Report each line of the listing below that holds "AssetBundle".

══ Information provided ══

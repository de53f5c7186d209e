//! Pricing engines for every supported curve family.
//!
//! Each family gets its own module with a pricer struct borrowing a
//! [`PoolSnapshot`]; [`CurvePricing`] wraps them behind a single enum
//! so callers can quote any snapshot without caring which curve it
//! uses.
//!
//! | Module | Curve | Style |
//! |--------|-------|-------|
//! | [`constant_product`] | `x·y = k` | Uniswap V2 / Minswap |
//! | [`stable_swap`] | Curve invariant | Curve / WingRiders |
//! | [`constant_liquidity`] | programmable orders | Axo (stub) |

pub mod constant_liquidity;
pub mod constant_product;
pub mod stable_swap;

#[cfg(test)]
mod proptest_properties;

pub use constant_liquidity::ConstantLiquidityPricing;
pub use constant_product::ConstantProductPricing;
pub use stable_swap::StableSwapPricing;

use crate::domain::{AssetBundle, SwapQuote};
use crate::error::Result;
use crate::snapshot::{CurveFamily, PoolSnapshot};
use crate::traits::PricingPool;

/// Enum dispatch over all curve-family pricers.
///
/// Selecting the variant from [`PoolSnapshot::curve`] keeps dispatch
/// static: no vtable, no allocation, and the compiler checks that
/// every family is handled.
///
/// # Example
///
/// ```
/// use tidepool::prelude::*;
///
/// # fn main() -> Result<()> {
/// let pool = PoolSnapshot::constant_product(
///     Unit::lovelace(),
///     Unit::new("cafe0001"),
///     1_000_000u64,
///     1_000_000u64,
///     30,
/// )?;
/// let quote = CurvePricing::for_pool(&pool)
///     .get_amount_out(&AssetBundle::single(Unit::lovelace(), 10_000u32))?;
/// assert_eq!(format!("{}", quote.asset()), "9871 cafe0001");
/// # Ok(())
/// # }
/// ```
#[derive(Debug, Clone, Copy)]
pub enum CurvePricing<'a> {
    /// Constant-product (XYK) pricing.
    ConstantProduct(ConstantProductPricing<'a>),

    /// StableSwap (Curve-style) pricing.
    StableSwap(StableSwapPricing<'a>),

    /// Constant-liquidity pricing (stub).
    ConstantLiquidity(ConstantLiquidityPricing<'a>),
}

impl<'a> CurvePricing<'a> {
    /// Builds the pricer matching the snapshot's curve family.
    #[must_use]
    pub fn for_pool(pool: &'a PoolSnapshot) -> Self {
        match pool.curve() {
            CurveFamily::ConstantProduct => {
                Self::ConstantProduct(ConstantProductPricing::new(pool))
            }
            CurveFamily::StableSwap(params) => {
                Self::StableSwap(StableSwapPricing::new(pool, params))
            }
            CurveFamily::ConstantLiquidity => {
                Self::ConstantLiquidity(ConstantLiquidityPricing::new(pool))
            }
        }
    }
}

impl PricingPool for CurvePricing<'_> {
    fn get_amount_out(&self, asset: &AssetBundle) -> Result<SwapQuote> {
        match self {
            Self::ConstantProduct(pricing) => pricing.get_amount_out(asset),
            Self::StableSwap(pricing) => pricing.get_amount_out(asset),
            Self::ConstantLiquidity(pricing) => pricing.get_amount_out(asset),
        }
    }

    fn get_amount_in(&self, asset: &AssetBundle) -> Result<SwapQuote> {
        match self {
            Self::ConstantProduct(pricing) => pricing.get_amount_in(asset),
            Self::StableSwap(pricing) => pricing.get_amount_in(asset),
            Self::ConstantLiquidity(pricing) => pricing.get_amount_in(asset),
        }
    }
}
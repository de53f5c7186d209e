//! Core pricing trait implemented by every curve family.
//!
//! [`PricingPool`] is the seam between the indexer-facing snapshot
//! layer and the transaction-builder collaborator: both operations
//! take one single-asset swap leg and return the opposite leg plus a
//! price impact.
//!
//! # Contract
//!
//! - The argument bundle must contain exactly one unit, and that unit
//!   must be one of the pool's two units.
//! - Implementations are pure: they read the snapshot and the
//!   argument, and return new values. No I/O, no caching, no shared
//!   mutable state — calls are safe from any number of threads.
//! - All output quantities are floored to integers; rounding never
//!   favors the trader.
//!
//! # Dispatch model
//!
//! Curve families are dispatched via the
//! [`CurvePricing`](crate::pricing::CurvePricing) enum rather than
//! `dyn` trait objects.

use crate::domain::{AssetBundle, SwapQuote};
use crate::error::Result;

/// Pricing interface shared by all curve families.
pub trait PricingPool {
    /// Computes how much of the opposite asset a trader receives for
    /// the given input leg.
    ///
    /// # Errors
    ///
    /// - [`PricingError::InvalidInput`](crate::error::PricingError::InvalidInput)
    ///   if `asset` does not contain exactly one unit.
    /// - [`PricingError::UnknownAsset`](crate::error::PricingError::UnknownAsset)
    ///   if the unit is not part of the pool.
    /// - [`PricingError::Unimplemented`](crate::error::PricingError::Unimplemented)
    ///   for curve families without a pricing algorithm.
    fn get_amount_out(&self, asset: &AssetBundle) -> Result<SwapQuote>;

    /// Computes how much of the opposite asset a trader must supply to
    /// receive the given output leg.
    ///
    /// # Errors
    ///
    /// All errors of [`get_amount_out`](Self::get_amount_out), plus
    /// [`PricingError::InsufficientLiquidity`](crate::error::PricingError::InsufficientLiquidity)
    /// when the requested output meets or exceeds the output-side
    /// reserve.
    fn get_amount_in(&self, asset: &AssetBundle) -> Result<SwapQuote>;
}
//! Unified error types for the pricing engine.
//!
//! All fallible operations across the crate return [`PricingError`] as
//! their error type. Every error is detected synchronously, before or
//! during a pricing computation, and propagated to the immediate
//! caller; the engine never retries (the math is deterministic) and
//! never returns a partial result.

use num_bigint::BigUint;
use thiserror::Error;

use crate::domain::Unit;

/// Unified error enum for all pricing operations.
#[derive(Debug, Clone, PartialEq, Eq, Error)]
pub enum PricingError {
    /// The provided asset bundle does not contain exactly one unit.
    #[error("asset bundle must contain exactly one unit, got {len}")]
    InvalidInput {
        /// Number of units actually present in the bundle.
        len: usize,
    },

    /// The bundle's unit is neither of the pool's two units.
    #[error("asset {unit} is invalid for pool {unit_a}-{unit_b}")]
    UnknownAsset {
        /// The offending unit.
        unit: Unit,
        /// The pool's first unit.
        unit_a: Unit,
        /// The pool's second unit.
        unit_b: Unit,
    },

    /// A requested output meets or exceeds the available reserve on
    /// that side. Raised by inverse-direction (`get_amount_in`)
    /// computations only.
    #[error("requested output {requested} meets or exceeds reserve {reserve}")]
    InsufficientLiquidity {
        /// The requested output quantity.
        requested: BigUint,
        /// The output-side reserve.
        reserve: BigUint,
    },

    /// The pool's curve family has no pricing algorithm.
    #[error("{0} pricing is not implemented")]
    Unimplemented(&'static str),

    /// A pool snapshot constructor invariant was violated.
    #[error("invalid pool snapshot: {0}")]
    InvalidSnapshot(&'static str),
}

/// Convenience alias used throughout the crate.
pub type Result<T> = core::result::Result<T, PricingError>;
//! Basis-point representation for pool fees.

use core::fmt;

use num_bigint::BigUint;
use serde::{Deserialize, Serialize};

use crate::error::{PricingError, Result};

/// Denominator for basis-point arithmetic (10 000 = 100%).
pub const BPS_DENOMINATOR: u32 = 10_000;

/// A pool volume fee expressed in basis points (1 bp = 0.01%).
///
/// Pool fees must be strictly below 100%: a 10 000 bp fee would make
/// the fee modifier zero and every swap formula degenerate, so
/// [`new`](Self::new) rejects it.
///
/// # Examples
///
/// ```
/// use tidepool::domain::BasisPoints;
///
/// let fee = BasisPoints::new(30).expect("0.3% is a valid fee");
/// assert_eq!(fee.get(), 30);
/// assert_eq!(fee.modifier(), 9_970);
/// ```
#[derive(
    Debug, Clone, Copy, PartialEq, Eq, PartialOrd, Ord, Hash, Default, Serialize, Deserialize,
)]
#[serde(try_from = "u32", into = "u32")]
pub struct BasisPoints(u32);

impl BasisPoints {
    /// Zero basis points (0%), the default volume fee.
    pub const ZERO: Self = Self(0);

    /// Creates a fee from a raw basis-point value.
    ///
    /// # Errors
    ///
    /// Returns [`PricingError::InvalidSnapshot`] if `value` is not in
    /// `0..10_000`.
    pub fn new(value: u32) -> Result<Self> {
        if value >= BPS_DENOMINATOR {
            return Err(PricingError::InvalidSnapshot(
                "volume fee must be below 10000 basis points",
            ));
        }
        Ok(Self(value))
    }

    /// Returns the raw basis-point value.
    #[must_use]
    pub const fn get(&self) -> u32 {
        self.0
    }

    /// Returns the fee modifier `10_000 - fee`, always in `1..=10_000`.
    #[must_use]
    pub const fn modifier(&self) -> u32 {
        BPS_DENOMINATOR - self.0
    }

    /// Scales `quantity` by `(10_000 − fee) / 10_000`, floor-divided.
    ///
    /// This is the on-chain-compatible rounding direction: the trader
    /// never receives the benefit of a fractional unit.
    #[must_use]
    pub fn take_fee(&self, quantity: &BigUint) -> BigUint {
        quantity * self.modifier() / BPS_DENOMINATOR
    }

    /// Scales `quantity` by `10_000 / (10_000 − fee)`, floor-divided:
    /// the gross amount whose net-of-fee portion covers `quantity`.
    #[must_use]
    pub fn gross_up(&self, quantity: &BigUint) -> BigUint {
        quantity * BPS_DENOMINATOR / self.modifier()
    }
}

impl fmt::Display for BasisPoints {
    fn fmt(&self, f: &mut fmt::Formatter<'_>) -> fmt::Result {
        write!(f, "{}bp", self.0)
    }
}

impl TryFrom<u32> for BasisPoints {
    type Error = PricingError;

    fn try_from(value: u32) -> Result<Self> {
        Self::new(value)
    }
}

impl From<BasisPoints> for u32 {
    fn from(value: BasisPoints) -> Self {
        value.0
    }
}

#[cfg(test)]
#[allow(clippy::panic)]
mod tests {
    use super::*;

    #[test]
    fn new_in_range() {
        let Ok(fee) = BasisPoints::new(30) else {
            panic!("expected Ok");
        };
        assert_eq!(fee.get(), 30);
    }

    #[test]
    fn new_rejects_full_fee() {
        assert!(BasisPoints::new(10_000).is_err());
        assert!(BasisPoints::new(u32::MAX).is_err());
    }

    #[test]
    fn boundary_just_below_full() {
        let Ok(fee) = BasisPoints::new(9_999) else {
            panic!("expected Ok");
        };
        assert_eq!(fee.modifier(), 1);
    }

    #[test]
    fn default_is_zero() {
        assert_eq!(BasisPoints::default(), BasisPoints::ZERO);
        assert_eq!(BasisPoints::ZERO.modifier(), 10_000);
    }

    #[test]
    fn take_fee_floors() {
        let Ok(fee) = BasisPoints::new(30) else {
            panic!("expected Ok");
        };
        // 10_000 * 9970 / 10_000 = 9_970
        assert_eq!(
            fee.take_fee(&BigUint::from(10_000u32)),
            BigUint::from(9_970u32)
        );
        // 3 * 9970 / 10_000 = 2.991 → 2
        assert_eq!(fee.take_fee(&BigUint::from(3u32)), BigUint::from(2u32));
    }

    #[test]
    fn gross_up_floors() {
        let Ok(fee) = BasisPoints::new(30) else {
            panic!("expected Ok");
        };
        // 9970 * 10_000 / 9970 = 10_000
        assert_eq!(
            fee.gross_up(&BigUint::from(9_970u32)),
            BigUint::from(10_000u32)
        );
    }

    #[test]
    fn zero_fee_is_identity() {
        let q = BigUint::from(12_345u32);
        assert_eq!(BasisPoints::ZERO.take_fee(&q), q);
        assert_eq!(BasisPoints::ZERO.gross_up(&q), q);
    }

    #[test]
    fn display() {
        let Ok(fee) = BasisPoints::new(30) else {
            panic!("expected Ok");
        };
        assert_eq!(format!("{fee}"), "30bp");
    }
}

═══

Solution for this exercise:
use crate::domain::{AssetBundle, SwapQuote};
///     .get_amount_out(&AssetBundle::single(Unit::lovelace(), 10_000u32))?;
    fn get_amount_out(&self, asset: &AssetBundle) -> Result<SwapQuote> {
    fn get_amount_in(&self, asset: &AssetBundle) -> Result<SwapQuote> {
use crate::domain::{AssetBundle, SwapQuote};
    fn get_amount_out(&self, asset: &AssetBundle) -> Result<SwapQuote>;
    fn get_amount_in(&self, asset: &AssetBundle) -> Result<SwapQuote>;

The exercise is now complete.